■ WORKING DATA:
//! Proxy server: single-client NDJSON listener with takeover detection.

use std::io;
use std::os::unix::fs::PermissionsExt;
use std::path::{Path, PathBuf};
use std::sync::atomic::{AtomicBool, AtomicU64, Ordering};
use std::sync::{Arc, Mutex, MutexGuard};
use std::time::Duration;

use shellbridge_protocol::{decode_request, encode_line, DecodeError, LineBuffer, Response};
use tokio::io::{AsyncReadExt, AsyncWriteExt};
use tokio::net::{UnixListener, UnixStream};
use tokio::task::JoinHandle;
use tokio_util::sync::CancellationToken;
use tokio_util::task::TaskTracker;

use super::dispatch::{dispatch, RequestHandler};
use super::ownership::{probe, OwnershipToken, SocketProbe};

/// Read size for client connections.
const READ_CHUNK_SIZE: usize = 8192;

/// Tunables for [`ProxyServer`].
#[derive(Debug, Clone, Copy)]
pub struct ServerOptions {
    /// How often the socket file's identity is checked.
    pub poll_interval: Duration,
    /// How long to wait when probing an existing socket at bind time.
    pub probe_timeout: Duration,
}

impl Default for ServerOptions {
    fn default() -> Self {
        Self {
            poll_interval: Duration::from_secs(1),
            probe_timeout: Duration::from_secs(1),
        }
    }
}

struct ActiveClient {
    id: u64,
    cancel: CancellationToken,
}

struct ServerState {
    owned: AtomicBool,
    active: Mutex<Option<ActiveClient>>,
    next_client: AtomicU64,
    superseded: CancellationToken,
}

impl ServerState {
    fn active(&self) -> MutexGuard<'_, Option<ActiveClient>> {
        self.active.lock().unwrap_or_else(|e| e.into_inner())
    }

    fn drop_active(&self) {
        if let Some(client) = self.active().take() {
            client.cancel.cancel();
        }
    }
}

/// Listens on the proxy socket and serves one client at a time.
pub struct ProxyServer {
    path: PathBuf,
    token: OwnershipToken,
    state: Arc<ServerState>,
    shutdown: CancellationToken,
    tasks: Mutex<Vec<JoinHandle<()>>>,
    connections: TaskTracker,
}

impl ProxyServer {
    /// Bind the server to the specified socket path.
    ///
    /// Parent directories are created as needed. An existing file at the
    /// path is probed, logged as stale or live, and replaced.
    pub async fn bind(
        path: &Path,
        handler: Arc<dyn RequestHandler>,
        options: ServerOptions,
    ) -> Result<Self, io::Error> {
        if let Some(parent) = path.parent() {
            if !parent.exists() {
                std::fs::create_dir_all(parent)?;
            }
        }

        match probe(path, options.probe_timeout).await {
            SocketProbe::Absent => {}
            SocketProbe::Stale => {
                tracing::info!(path = %path.display(), "Removing stale proxy socket");
                std::fs::remove_file(path)?;
            }
            SocketProbe::Live => {
                tracing::warn!(
                    path = %path.display(),
                    "Another instance owns the proxy socket, taking it over"
                );
                std::fs::remove_file(path)?;
            }
        }

        let listener = UnixListener::bind(path)?;
        std::fs::set_permissions(path, std::fs::Permissions::from_mode(0o600))?;
        let token = OwnershipToken::capture(path)?;

        let state = Arc::new(ServerState {
            owned: AtomicBool::new(true),
            active: Mutex::new(None),
            next_client: AtomicU64::new(0),
            superseded: CancellationToken::new(),
        });
        let shutdown = CancellationToken::new();
        let connections = TaskTracker::new();

        let accept = tokio::spawn(accept_loop(
            listener,
            handler,
            Arc::clone(&state),
            shutdown.clone(),
            connections.clone(),
        ));
        let poll = tokio::spawn(poll_ownership(
            path.to_path_buf(),
            token,
            Arc::clone(&state),
            options.poll_interval,
            shutdown.clone(),
        ));

        tracing::info!(path = %path.display(), "Proxy server listening");

        Ok(Self {
            path: path.to_path_buf(),
            token,
            state,
            shutdown,
            tasks: Mutex::new(vec![accept, poll]),
            connections,
        })
    }

    /// Socket path this server bound.
    pub fn path(&self) -> &Path {
        &self.path
    }

    /// Whether the socket path still belongs to this server.
    pub fn is_owner(&self) -> bool {
        self.state.owned.load(Ordering::SeqCst)
    }

    /// Id of the connected client, if any.
    pub fn active_client(&self) -> Option<u64> {
        self.state.active().as_ref().map(|client| client.id)
    }

    /// Cancelled once another process has taken the socket path.
    pub fn superseded(&self) -> CancellationToken {
        self.state.superseded.clone()
    }

    /// Stop serving and remove the socket file if it is still ours.
    pub async fn close(&self) {
        self.shutdown.cancel();
        self.state.drop_active();

        let tasks: Vec<_> = self
            .tasks
            .lock()
            .unwrap_or_else(|e| e.into_inner())
            .drain(..)
            .collect();
        for task in tasks {
            let _ = task.await;
        }
        self.connections.close();
        self.connections.wait().await;

        if self.is_owner() && self.token.check(&self.path).is_owned() {
            if let Err(e) = std::fs::remove_file(&self.path) {
                tracing::debug!(path = %self.path.display(), error = %e, "Failed to remove proxy socket");
            }
        } else {
            tracing::debug!(path = %self.path.display(), "Leaving socket of the new owner in place");
        }
        tracing::info!(path = %self.path.display(), "Proxy server closed");
    }
}

impl Drop for ProxyServer {
    fn drop(&mut self) {
        self.shutdown.cancel();
        self.state.drop_active();
    }
}

async fn accept_loop(
    listener: UnixListener,
    handler: Arc<dyn RequestHandler>,
    state: Arc<ServerState>,
    shutdown: CancellationToken,
    connections: TaskTracker,
) {
    loop {
        let accepted = tokio::select! {
            _ = shutdown.cancelled() => break,
            accepted = listener.accept() => accepted,
        };

        let stream = match accepted {
            Ok((stream, _addr)) => stream,
            Err(e) => {
                tracing::warn!(error = %e, "Failed to accept proxy connection");
                tokio::time::sleep(Duration::from_millis(100)).await;
                continue;
            }
        };

        if !state.owned.load(Ordering::SeqCst) {
            tracing::debug!("Refusing proxy connection after takeover");
            drop(stream);
            continue;
        }

        let id = state.next_client.fetch_add(1, Ordering::SeqCst) + 1;
        let cancel = shutdown.child_token();
        let previous = state.active().replace(ActiveClient {
            id,
            cancel: cancel.clone(),
        });
        if let Some(previous) = previous {
            tracing::info!(client = id, evicted = previous.id, "Evicting previous proxy client");
            previous.cancel.cancel();
        } else {
            tracing::info!(client = id, "Proxy client connected");
        }

        connections.spawn(serve_connection(
            stream,
            id,
            cancel,
            Arc::clone(&handler),
            Arc::clone(&state),
        ));
    }
}

async fn serve_connection(
    stream: UnixStream,
    id: u64,
    cancel: CancellationToken,
    handler: Arc<dyn RequestHandler>,
    state: Arc<ServerState>,
) {
    let (mut reader, mut writer) = stream.into_split();
    let mut buffer = LineBuffer::new();
    let mut chunk = vec![0u8; READ_CHUNK_SIZE];

    'connection: loop {
        while let Some(line) = buffer.next_line() {
            if cancel.is_cancelled() {
                break 'connection;
            }
            let line = match line {
                Ok(line) => line,
                Err(e) => {
                    tracing::debug!(client = id, error = %e, "Discarding proxy input");
                    continue;
                }
            };
            // An evicted client loses its in-flight request with the connection.
            let answered = tokio::select! {
                _ = cancel.cancelled() => break 'connection,
                answered = answer(handler.as_ref(), &line) => answered,
            };
            let Some(response) = answered else {
                continue;
            };
            let bytes = match encode_line(&response) {
                Ok(bytes) => bytes,
                Err(e) => {
                    tracing::warn!(client = id, error = %e, "Failed to encode response");
                    continue;
                }
            };
            if let Err(e) = writer.write_all(&bytes).await {
                tracing::debug!(client = id, error = %e, "Proxy client write failed");
                break 'connection;
            }
        }

        let read = tokio::select! {
            _ = cancel.cancelled() => break,
            read = reader.read(&mut chunk) => read,
        };
        match read {
            Ok(0) => break,
            Ok(n) => buffer.extend(&chunk[..n]),
            Err(e) => {
                tracing::debug!(client = id, error = %e, "Proxy client read failed");
                break;
            }
        }
    }

    let _ = writer.shutdown().await;
    let mut active = state.active();
    if active.as_ref().map(|client| client.id) == Some(id) {
        *active = None;
    }
    tracing::debug!(client = id, "Proxy client disconnected");
}

/// Turn one line into a response, or `None` when there is nobody to answer.
async fn answer(handler: &dyn RequestHandler, line: &str) -> Option<Response> {
    match decode_request(line) {
        Ok(request) => {
            let response = match dispatch(handler, &request.method, request.params).await {
                Ok(result) => Response::success(request.id, result),
                Err(e) => {
                    tracing::debug!(id = request.id, method = %request.method, error = %e, "Request failed");
                    Response::failure(request.id, e.to_string())
                }
            };
            Some(response)
        }
        Err(DecodeError { id: Some(id), error }) => Some(Response::failure(id, error.to_string())),
        Err(DecodeError { id: None, error }) => {
            tracing::debug!(error = %error, "Dropping malformed proxy line");
            None
        }
    }
}

async fn poll_ownership(
    path: PathBuf,
    token: OwnershipToken,
    state: Arc<ServerState>,
    interval: Duration,
    shutdown: CancellationToken,
) {
    let mut ticker = tokio::time::interval(interval);
    ticker.set_missed_tick_behavior(tokio::time::MissedTickBehavior::Skip);
    ticker.tick().await;

    loop {
        tokio::select! {
            _ = shutdown.cancelled() => return,
            _ = ticker.tick() => {}
        }

        let status = token.check(&path);
        if !status.is_owned() {
            state.owned.store(false, Ordering::SeqCst);
            tracing::warn!(
                path = %path.display(),
                status = ?status,
                "Proxy socket was taken over, no longer serving"
            );
            state.drop_active();
            state.superseded.cancel();
            return;
        }
    }
}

■ WORK REQUIRED: Please tally the lines of the data in which the string "select" appears and write only the total.

■ RESPONSE TO THIS TASK: 4